[GOAL OF THE EXERCISE]
For the records below, tally the lines that include the word "would" and give only the tally.

[MATERIAL FOR THIS EXERCISE]
******

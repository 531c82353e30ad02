use serde::Serialize;
use std::fmt;

/// A weighted, directed edge between two labelled vertices.
///
/// Undirected consumers (Kruskal) simply ignore the orientation.
pub trait Edge {
    fn source(&self) -> &str;
    fn destination(&self) -> &str;
    fn weight(&self) -> f64;
}

impl<E: Edge + ?Sized> Edge for &E {
    fn source(&self) -> &str {
        (**self).source()
    }

    fn destination(&self) -> &str {
        (**self).destination()
    }

    fn weight(&self) -> f64 {
        (**self).weight()
    }
}

/// Owned edge value, used by the CLI reader and throughout the tests.
#[derive(Debug, Clone, PartialEq, Serialize)]
pub struct WeightedEdge {
    pub source: String,
    pub destination: String,
    pub weight: f64,
}

impl WeightedEdge {
    pub fn new(source: impl Into<String>, destination: impl Into<String>, weight: f64) -> Self {
        Self {
            source: source.into(),
            destination: destination.into(),
            weight,
        }
    }
}

impl Edge for WeightedEdge {
    fn source(&self) -> &str {
        &self.source
    }

    fn destination(&self) -> &str {
        &self.destination
    }

    fn weight(&self) -> f64 {
        self.weight
    }
}

impl fmt::Display for WeightedEdge {
    fn fmt(&self, f: &mut fmt::Formatter<'_>) -> fmt::Result {
        write!(f, "{}->{} {}", self.source, self.destination, self.weight)
    }
}
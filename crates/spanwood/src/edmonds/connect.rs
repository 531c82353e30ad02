//! Strong-connectivity augmentation.

use super::state::{Candidate, Origin};
use crate::graphlib::{Edge, VertexIndex};
use crate::error::{Error, Result};
use rustc_hash::FxHashSet as HashSet;

/// Weight given to synthetic edges, standing in for `+inf`.
///
/// Exceeds twice the total magnitude of all real weights, so removing one synthetic edge always
/// outweighs any rearrangement of real edges, while keeping offset arithmetic finite
/// (`inf - inf` would poison the heap ordering with NaN). `None` when a chain of `vertices`
/// such weights would overflow.
pub(crate) fn synthetic_weight(magnitude: f64, vertices: usize) -> Option<f64> {
    let w = 2.0 * magnitude + 1.0;
    (w * (vertices as f64 + 1.0)).is_finite().then_some(w)
}

/// Converts `edges` into candidates and appends a synthetic edge for every ordered pair of
/// distinct vertices that has no direct edge.
pub(crate) fn connect_all<E: Edge>(
    index: &VertexIndex<'_>,
    edges: &[E],
) -> Result<Vec<Candidate>> {
    let n = index.len();
    let mut linked: HashSet<(usize, usize)> = HashSet::default();
    let mut out: Vec<Candidate> = Vec::with_capacity(edges.len() + n * n.saturating_sub(1));
    let mut magnitude = 0.0;

    for (i, e) in edges.iter().enumerate() {
        let (Some(v), Some(w)) = (index.get(e.source()), index.get(e.destination())) else {
            debug_assert!(false, "edge endpoint missing from the vertex index");
            continue;
        };
        linked.insert((v, w));
        magnitude += e.weight().abs();
        out.push(Candidate {
            source: v,
            destination: w,
            weight: e.weight(),
            origin: Origin::Input(i),
        });
    }

    let Some(weight) = synthetic_weight(magnitude, n) else {
        return Err(Error::WeightRange { magnitude });
    };
    for u in 0..n {
        for v in 0..n {
            if u != v && !linked.contains(&(u, v)) {
                out.push(Candidate {
                    source: u,
                    destination: v,
                    weight,
                    origin: Origin::Synthetic,
                });
            }
        }
    }
    Ok(out)
}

******

[RESULT]
2